Monitoring a GPU cluster

Question

I have 10 servers running on Ubuntu 14.04 x64. Each server has a few Nvidia GPUs. I am looking for a monitoring program that would allow me to view the GPU usage on all servers at a glance.

score 3 · Answer 1 · edited Apr 13 '17 at 12:13

You can use the ganglia monitoring software (free of charge, open source). It has number of user-contributed Gmond Python DSO metric modules, including a GPU Nvidia module (/ganglia/gmond_python_modules/gpu/nvidia/).

Its architecture is typical for a cluster monitoring software:

(source of the image)

It's straightforward to install (~ 30 minutes without rushing), except for the GPU Nvidia module, which lacks clear documentation. (I am still stuck)

To install ganglia, you can do as follows. On the server:

sudo apt-get install -y ganglia-monitor rrdtool gmetad ganglia-webfrontend

Choose Yes each time you are asking a question about Apache

First, we configure the Ganglia server, i.e. gmetad:

sudo cp /etc/ganglia-webfrontend/apache.conf /etc/apache2/sites-enabled/ganglia.conf

sudo nano /etc/ganglia/gmetad.conf

In gmetad.conf, make the following changes:

Replace:

data_source "my cluster" localhost

by (assuming that 192.168.10.22 is the IP of the server)

data_source "my cluster" 50 192.168.10.22:8649

It means that the Ganglia should listen on the 8649 port (which is the default port for Ganglia). You should make sure that the IP and the port is accessible to the Ganglia clients that will run on the machines you plan to monitor.

You can now launch the Ganglia server:

sudo /etc/init.d/gmetad restart
sudo /etc/init.d/apache2 restart

You can access the web interface on http://192.168.10.22/ganglia/ (where 192.168.10.22 is the IP of the server)

Second, we configure the Ganglia client (i.e. gmond), either on the same machine or another machine.

sudo apt-get install -y ganglia-monitor

sudo nano /etc/ganglia/gmond.conf

In gmond.conf , make the following changes so that the Ganglia client, i.e. gmond, points to the server:

Replace:

cluster {
name = "unspecified"
owner = "unspecified"
latlong = "unspecified"
url = "unspecified"
}

to

cluster {
name = "my cluster"
owner = "unspecified"
latlong = "unspecified"
url = "unspecified"
}

Replace

udp_send_channel {
mcast_join = 239.2.11.71
port = 8649
ttl = 1
}

by

udp_send_channel {
# mcast_join = 239.2.11.71
host = 192.168.10.22
port = 8649
ttl = 1
}

Replace:

udp_recv_channel {
mcast_join = 239.2.11.71
port = 8649
bind = 239.2.11.71
}

to

udp_recv_channel {
# mcast_join = 239.2.11.71
port = 8649
# bind = 239.2.11.71
}

You can now start the Ganglia client:

sudo /etc/init.d/ganglia-monitor restart

It should appear within 30 seconds in the Ganglia web interface on the server (i.e., http://192.168.10.22/ganglia/).

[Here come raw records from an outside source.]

//! Configuration activation and the swappable verification snapshot.
//!
//! Activation loads every user's key file into a fresh [`Keychain`], derives
//! the [`Challenge`] from it and publishes both as one [`Snapshot`]. Readers
//! clone the current `Arc<Snapshot>` once and take both halves from it, so
//! an in-flight verification keeps the pair it started with while a
//! reactivation swaps in the next one.

use std::collections::BTreeMap;
use std::path::PathBuf;
use std::sync::Arc;
use std::sync::atomic::{AtomicU64, Ordering};

use http::request::Parts;
use httpsig_auth::{AuthError, Challenge, Clock, Keychain, SystemClock, Verifier, load_authorized_keys};
use httpsig_core::{HttpsigConfig, UserId};
use parking_lot::RwLock;
use tracing::{debug, error, info};

use crate::credentials::HttpsigCredentials;
use crate::login::HttpsigLoginModule;

/// Load each user's authorized-keys file into one keychain.
///
/// A user whose file cannot be read contributes no keys; the others are
/// still loaded.
#[must_use]
pub fn load_keychain(key_files: &BTreeMap<UserId, PathBuf>) -> Keychain {
    let mut keychain = Keychain::new();
    for (user_id, path) in key_files {
        match load_authorized_keys(path) {
            Ok(keys) => {
                let mut loaded = 0usize;
                for key in keys.into_iter().filter(|key| key.can_verify()) {
                    keychain.push_identity(user_id.clone(), key);
                    loaded += 1;
                }
                debug!(user = %user_id, path = %path.display(), keys = loaded, "loaded authorized keys");
            }
            Err(e) => error!(user = %user_id, error = %e, "failed to load authorized keys"),
        }
    }
    keychain
}

/// An immutable challenge and verifier pair.
#[derive(Debug)]
pub struct Snapshot {
    challenge: Arc<Challenge>,
    verifier: Arc<Verifier>,
    generation: u64,
}

impl Snapshot {
    /// The challenge in force.
    #[must_use]
    pub fn challenge(&self) -> &Arc<Challenge> {
        &self.challenge
    }

    /// The verifier in force.
    #[must_use]
    pub fn verifier(&self) -> &Arc<Verifier> {
        &self.verifier
    }

    /// Activation counter, starting at 1.
    #[must_use]
    pub fn generation(&self) -> u64 {
        self.generation
    }

    /// A login module bound to this snapshot's verifier.
    #[must_use]
    pub fn login_module(&self) -> HttpsigLoginModule {
        HttpsigLoginModule::new(Some(Arc::clone(&self.verifier)))
    }

    /// Capture credentials from request parts against this snapshot's
    /// challenge.
    ///
    /// # Errors
    /// See [`HttpsigCredentials::from_parts`].
    pub fn credentials_from_parts(&self, parts: &Parts) -> Result<HttpsigCredentials, AuthError> {
        HttpsigCredentials::from_parts(Arc::clone(&self.challenge), parts)
    }
}

/// Owner of the current [`Snapshot`].
#[derive(Debug)]
pub struct HttpsigConfiguration {
    snapshot: RwLock<Arc<Snapshot>>,
    generation: AtomicU64,
    clock: Arc<dyn Clock>,
}

impl HttpsigConfiguration {
    /// Activate `config` with the system clock.
    #[must_use]
    pub fn new(config: &HttpsigConfig) -> Self {
        Self::with_clock(config, Arc::new(SystemClock))
    }

    /// Activate `config` with a custom clock for every verifier it builds.
    #[must_use]
    pub fn with_clock(config: &HttpsigConfig, clock: Arc<dyn Clock>) -> Self {
        let snapshot = build_snapshot(config, &clock, 1);
        Self {
            snapshot: RwLock::new(Arc::new(snapshot)),
            generation: AtomicU64::new(1),
            clock,
        }
    }

    /// Rebuild keychain and challenge from `config` and swap them in.
    pub fn activate(&self, config: &HttpsigConfig) -> Arc<Snapshot> {
        let generation = self.generation.fetch_add(1, Ordering::SeqCst) + 1;
        let next = Arc::new(build_snapshot(config, &self.clock, generation));
        *self.snapshot.write() = Arc::clone(&next);
        next
    }

    /// The current snapshot. Take the challenge and the verifier of one
    /// request from the same snapshot.
    #[must_use]
    pub fn snapshot(&self) -> Arc<Snapshot> {
        self.snapshot.read().clone()
    }
}

fn build_snapshot(config: &HttpsigConfig, clock: &Arc<dyn Clock>, generation: u64) -> Snapshot {
    let keychain = load_keychain(&config.key_files);
    let challenge = Challenge::new(
        config.realm.clone(),
        &config.required_headers,
        keychain.algorithms(),
    );
    info!(
        realm = %config.realm,
        users = config.key_files.len(),
        keys = keychain.len(),
        algorithms = %challenge.algorithms(),
        generation,
        "activated HTTP signature configuration"
    );
    let verifier = Verifier::new(Arc::new(keychain))
        .with_scheme(config.key_id_scheme)
        .with_skew(config.skew())
        .with_clock(Arc::clone(clock));

    Snapshot {
        challenge: Arc::new(challenge),
        verifier: Arc::new(verifier),
        generation,
    }
}

#[cfg(test)]
mod tests {
    use std::io::Write;

    use httpsig_auth::authorized_keys::format_ed25519_line;
    use httpsig_auth::testutil::{ed25519_key, epoch, request_at, sign_request, user};
    use httpsig_auth::{Algorithm, FixedClock, Key, VerifyStatus};
    use tempfile::NamedTempFile;

    use super::*;

    fn key_file(lines: &[String]) -> NamedTempFile {
        let mut file = NamedTempFile::new().unwrap();
        for line in lines {
            writeln!(file, "{line}").unwrap();
        }
        file
    }

    #[test]
    fn test_should_isolate_unreadable_key_file() {
        let alice = ed25519_key(1);
        let file = key_file(&[format_ed25519_line(&alice, "alice")]);
        let dir = tempfile::tempdir().unwrap();

        let key_files = BTreeMap::from([
            (user("alice"), file.path().to_path_buf()),
            (user("bob"), dir.path().join("missing")),
        ]);
        let keychain = load_keychain(&key_files);

        assert_eq!(keychain.len(), 1);
        let entry = keychain.iter().next().unwrap();
        assert_eq!(entry.owner().unwrap().as_str(), "alice");
        assert_eq!(entry.key().fingerprint(), alice.fingerprint());
    }

    #[test]
    fn test_should_build_challenge_from_keychain_and_config() {
        let file = key_file(&[format_ed25519_line(&ed25519_key(1), "")]);
        let config = HttpsigConfig::builder()
            .realm("repo")
            .required_headers(vec!["(request-target)".to_owned(), "date".to_owned()])
            .key_files(BTreeMap::from([(user("alice"), file.path().to_path_buf())]))
            .build();

        let configuration = HttpsigConfiguration::new(&config);
        let snapshot = configuration.snapshot();
        let challenge = snapshot.challenge();
        assert_eq!(challenge.realm(), "repo");
        assert_eq!(challenge.required_headers(), ["(request-target)", "date"]);
        assert_eq!(challenge.algorithms().to_string(), "ed25519");
        assert_eq!(snapshot.generation(), 1);
    }

    #[test]
    fn test_should_swap_snapshot_on_activation() {
        let old_key = ed25519_key(1);
        let new_key = ed25519_key(2);
        let file = key_file(&[format_ed25519_line(&old_key, "")]);
        let config = HttpsigConfig::builder()
            .key_files(BTreeMap::from([(user("alice"), file.path().to_path_buf())]))
            .build();
        let configuration = HttpsigConfiguration::with_clock(&config, Arc::new(FixedClock(epoch())));

        let content = request_at("GET", "/", epoch());
        let sign = |key: &dyn Key| {
            let key_id = format!("/alice/keys/{}", key.fingerprint());
            sign_request(key, &key_id, Algorithm::Ed25519, &["date"], &content)
        };
        let old_auth = sign(&old_key);
        let new_auth = sign(&new_key);

        let before = configuration.snapshot();
        let status = |snapshot: &Snapshot, auth| {
            snapshot
                .verifier()
                .verify_with_result(snapshot.challenge(), &content, auth)
                .status()
        };
        assert_eq!(status(&before, &old_auth), VerifyStatus::Success);
        assert_eq!(status(&before, &new_auth), VerifyStatus::InvalidKey);

        std::fs::write(file.path(), format!("{}\n", format_ed25519_line(&new_key, ""))).unwrap();
        let after = configuration.activate(&config);

        assert_eq!(after.generation(), 2);
        assert_eq!(status(&after, &old_auth), VerifyStatus::InvalidKey);
        assert_eq!(status(&after, &new_auth), VerifyStatus::Success);
        assert_eq!(status(&before, &old_auth), VerifyStatus::Success);
    }

    #[test]
    fn test_should_login_against_one_snapshot_across_activation() {
        let ed_key = ed25519_key(1);
        let empty = key_file(&[]);
        let file = key_file(&[format_ed25519_line(&ed_key, "")]);
        let config = HttpsigConfig::builder()
            .key_files(BTreeMap::from([(user("alice"), file.path().to_path_buf())]))
            .build();
        let configuration = HttpsigConfiguration::with_clock(&config, Arc::new(FixedClock(epoch())));

        let content = request_at("GET", "/", epoch());
        let key_id = format!("/alice/keys/{}", ed_key.fingerprint());
        let auth = sign_request(&ed_key, &key_id, Algorithm::Ed25519, &["date"], &content);
        let (mut parts, ()) = http::Request::builder()
            .uri("/")
            .header("Host", "localhost:4567")
            .header("Date", httpsig_auth::request::http_date(epoch()))
            .body(())
            .unwrap()
            .into_parts();
        parts
            .headers
            .insert(http::header::AUTHORIZATION, auth.to_header_value().parse().unwrap());

        let snapshot = configuration.snapshot();
        let mut module = snapshot.login_module();
        configuration.activate(
            &HttpsigConfig::builder()
                .key_files(BTreeMap::from([(user("alice"), empty.path().to_path_buf())]))
                .build(),
        );
        let credentials = snapshot.credentials_from_parts(&parts).unwrap();

        assert!(module.login(Some(credentials)).unwrap());
        assert!(configuration.snapshot().challenge().algorithms().is_empty());
    }
}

Since the gmond.conf file is the same for all clients, you can add the ganglia monitoring on a new machine in a few seconds:

sudo apt-get install -y ganglia-monitor
wget http://somewebsite/gmond.conf # this gmond.conf is configured so that it points to the right ganglia server, as described above
sudo cp -f gmond.conf /etc/ganglia/gmond.conf
sudo /etc/init.d/ganglia-monitor restart

I used the following guides:

A bash script to start or restart gmond on all the servers you want to monitor:

deploy.sh:

#!/usr/bin/env bash

# Some useful resources:
# while read ip user pass; do : http://unix.stackexchange.com/questions/92664/how-to-deploy-programs-on-multiple-machines
# -o StrictHostKeyChecking=no: http://askubuntu.com/questions/180860/regarding-host-key-verification-failed
# -T: http://stackoverflow.com/questions/21659637/how-to-fix-sudo-no-tty-present-and-no-askpass-program-specified-error
# echo $pass |: http://stackoverflow.com/questions/11955298/use-sudo-with-password-as-parameter
# http://stackoverflow.com/questions/36805184/why-is-this-while-loop-not-looping


while read ip user pass <&3; do 
  echo $ip
  sshpass -p "$pass" ssh $user@$ip  -o StrictHostKeyChecking=no -T "
  echo $pass | sudo -S sudo /etc/init.d/ganglia-monitor restart
  "
  echo 'done'
done 3<servers.txt

servers.txt:

53.12.45.74 my_username my_password
54.12.45.74 my_username my_password
57.12.45.74 my_username my_password
‌‌

Screenshots of the main page in the web interface:

https://www.safaribooksonline.com/library/view/monitoring-with-ganglia/9781449330637/ch04.html gives a nice overview of the Ganglia Web Interface:

score 2 · Answer 2 · answered Apr 21 '16 at 11:34

munin has at least one plugin for monitoring nvidia GPUs (which uses the nvidia-smi utility to gather its data).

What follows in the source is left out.